Не упрекал. Пожалел его. Посочувствовал. На что Двориков, в подхват, опять завел о том, что надо начать с моих публикаций. Людям важно услышать живое слово и живую мысль, зачем вам посмертный реванш? (Так он выразился. Неплохо.) Вы умрете, а ваши запылившиеся повести будут издавать миллионными тиражами! Вас не будет, а вас будут читать в метро и в автобусах! Критики будут о вас не замолкать! Газеты пестреть фотографиями!.. — Он так мне расписывал, что подмывало умереть уже завтра.
Его трескучий вздор и сердил-то уже мало. А когда он истово пообещал, что мы (опять мы) покончим-таки с несправедливостью в жилищном вопросе (то бишь добьемся мне однокомнатной), я даже засмеялся:
— Почему бы вам не покончить со злом вообще?
— Как это?
— Как собирались покончить с ним, скажем, большевики. Раз и навсегда.
Тут он всерьез обиделся. Даже засопел в трубку.
Но не смирился. Сказал, что у него теперь новый человек — рьяный деловой зам, вот кто обо мне и моей будущей квартире позаботится. Но я, конечно, должен буду заму регулярно звонить, не стесняться. (Только и делов, оказывается, чтобы дали жилье, набирай телефонный номер и названивай — каково? А ведь господину Дворикову пятьдесят восемь лет!) Господин Двориков даже привел меня туда в один из дней — в кабинет, что напротив. Так сказать, лицом к лицу. Знакомство. И как только я увидел зама, изящного жука, усохшего в собственном кожаном кресле, мне стало ясно и стало весело — и стало сразу легко (уже не ждать!). Я все увидел. Чудо нового вина в старых мехах. Увидел, как этот сухопарый жук вскидывает вперед ножки, поднимаясь из кресла. Увидел, как опершись стоит он у массивного стола в своем кабинете.
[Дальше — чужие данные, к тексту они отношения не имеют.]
//! Filesystem access and source discovery.
//!
//! Discovery walks the project once and hands the core an ordered list of
//! `SourceFile`s; nothing past this module touches the disk for sources.

use crate::model::{Language, SourceFile, glob_match};
use crate::parser::ParserRegistry;
use std::io;
use std::path::{Path, PathBuf};
use tracing::{debug, warn};

/// Trait for filesystem operations, enabling dependency injection and testing.
pub trait FileSystem: Send + Sync {
    fn read(&self, path: &Path) -> io::Result<Vec<u8>>;

    /// Write content to a file, creating it if it doesn't exist.
    fn write(&self, path: &Path, content: &str) -> io::Result<()>;

    fn exists(&self, path: &Path) -> bool;
}

/// Real filesystem implementation using std::fs.
#[derive(Debug, Default, Clone, Copy)]
pub struct RealFs;

impl RealFs {
    pub fn new() -> Self {
        Self
    }
}

impl FileSystem for RealFs {
    fn read(&self, path: &Path) -> io::Result<Vec<u8>> {
        std::fs::read(path)
    }

    fn write(&self, path: &Path, content: &str) -> io::Result<()> {
        std::fs::write(path, content)
    }

    fn exists(&self, path: &Path) -> bool {
        path.exists()
    }
}

pub fn default_fs() -> &'static RealFs {
    static INSTANCE: RealFs = RealFs;
    &INSTANCE
}

/// Project-relative path with forward slashes, as matched against globs.
fn relative_path(root: &Path, path: &Path) -> PathBuf {
    path.strip_prefix(root).unwrap_or(path).to_path_buf()
}

fn is_excluded(relative: &Path, exclude: &[String]) -> bool {
    let path_str = relative.to_string_lossy();
    exclude.iter().any(|pattern| glob_match(pattern, &path_str))
}

/// List every parseable source under `root`, honoring `.gitignore` and the
/// configured exclude globs. Paths come back relative to `root`, sorted.
pub fn discover_sources(
    root: &Path,
    registry: &ParserRegistry,
    exclude: &[String],
    fs: &dyn FileSystem,
) -> Vec<SourceFile> {
    let walker = ignore::WalkBuilder::new(root)
        .hidden(true)
        .git_ignore(true)
        .build();

    let mut sources = Vec::new();
    for entry in walker.flatten() {
        let file_path = entry.path();
        if !file_path.is_file() || registry.find_parser(file_path).is_none() {
            continue;
        }
        let Some(language) = Language::from_path(file_path) else {
            continue;
        };

        let relative = relative_path(root, file_path);
        if is_excluded(&relative, exclude) {
            debug!(file = %relative.display(), "excluded");
            continue;
        }

        match fs.read(file_path) {
            Ok(content) => sources.push(SourceFile::new(relative, language, content)),
            Err(e) => warn!(file = %file_path.display(), error = %e, "could not read source"),
        }
    }

    sources.sort_by(|a, b| a.path.cmp(&b.path));
    sources
}

#[cfg(test)]
pub mod mock {
    use super::*;
    use std::collections::HashMap;
    use std::sync::RwLock;

    /// In-memory filesystem for testing.
    #[derive(Debug, Default)]
    pub struct MockFs {
        files: RwLock<HashMap<String, String>>,
    }

    impl MockFs {
        pub fn new() -> Self {
            Self::default()
        }

        pub fn files(&self) -> HashMap<String, String> {
            self.files.read().unwrap().clone()
        }
    }

    impl FileSystem for MockFs {
        fn read(&self, path: &Path) -> io::Result<Vec<u8>> {
            let key = path.to_string_lossy().to_string();
            self.files
                .read()
                .unwrap()
                .get(&key)
                .map(|c| c.clone().into_bytes())
                .ok_or_else(|| {
                    io::Error::new(io::ErrorKind::NotFound, format!("file not found: {}", key))
                })
        }

        fn write(&self, path: &Path, content: &str) -> io::Result<()> {
            let key = path.to_string_lossy().to_string();
            self.files.write().unwrap().insert(key, content.to_string());
            Ok(())
        }

        fn exists(&self, path: &Path) -> bool {
            let key = path.to_string_lossy().to_string();
            self.files.read().unwrap().contains_key(&key)
        }
    }

    #[test]
    fn test_mock_fs_read_write() {
        let fs = MockFs::new();
        let path = Path::new("/test/report.md");
        assert!(!fs.exists(path));
        assert!(fs.read(path).is_err());

        fs.write(path, "# Report").unwrap();
        assert!(fs.exists(path));
        assert_eq!(fs.read(path).unwrap(), b"# Report");
        assert_eq!(fs.files().len(), 1);
    }
}

#[cfg(test)]
mod tests {
    use super::*;

    #[test]
    fn test_discovery_filters_and_sorts() {
        let dir = tempfile::tempdir().unwrap();
        let root = dir.path();
        std::fs::create_dir_all(root.join("src/services")).unwrap();
        std::fs::create_dir_all(root.join("node_modules/lib")).unwrap();
        std::fs::write(root.join("src/services/b.ts"), "export const b = 2;\n").unwrap();
        std::fs::write(root.join("src/a.py"), "a = 1\n").unwrap();
        std::fs::write(root.join("README.md"), "# readme\n").unwrap();
        std::fs::write(root.join("node_modules/lib/index.js"), "module.exports = {};\n").unwrap();

        let sources = discover_sources(
            root,
            &ParserRegistry::new(),
            &["**/node_modules/**".to_string()],
            default_fs(),
        );
        let paths: Vec<_> = sources.iter().map(|s| s.path.clone()).collect();

        assert_eq!(
            paths,
            vec![PathBuf::from("src/a.py"), PathBuf::from("src/services/b.ts")]
        );
        assert_eq!(sources[0].language, Language::Python);
    }
}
В секунду прозрев, я почти воочию увидел и то, как именно и как скоро подсидит он господина Дворикова. Человек новый и свежий и с каким уверенным чувством дистанции. И какая занятость собой. Какая там для меня квартира! (Я не стал звонить. Ни разу.)
Дележ благ, тем паче их передележ, как ничто, помогает нажить многочисленных и личных, уже не прощающих врагов, и милейший наш Двориков (но не зам!) их вскорости нажил. Квартиры появились и, конечно же, были вновь разделены, разобраны, расписаны, расхватаны, осталась веселая мелочишка, подкрышные и первые этажи. Однако же и мелочишку тоже выгоднее не дать кому-то (мне, скажем), а продать. Умножать трудно — делить нудно. Уже можно было предвидеть, чем Двориков кончит. Честная его глуповатость превратится в негибкость, а негибкость — в неумелость (в неумение ладить и давать). Его не просто отстранят — изгонят! И ему будет столько же досадно и больно, сколько и неожиданно. Чуть ли не пинком.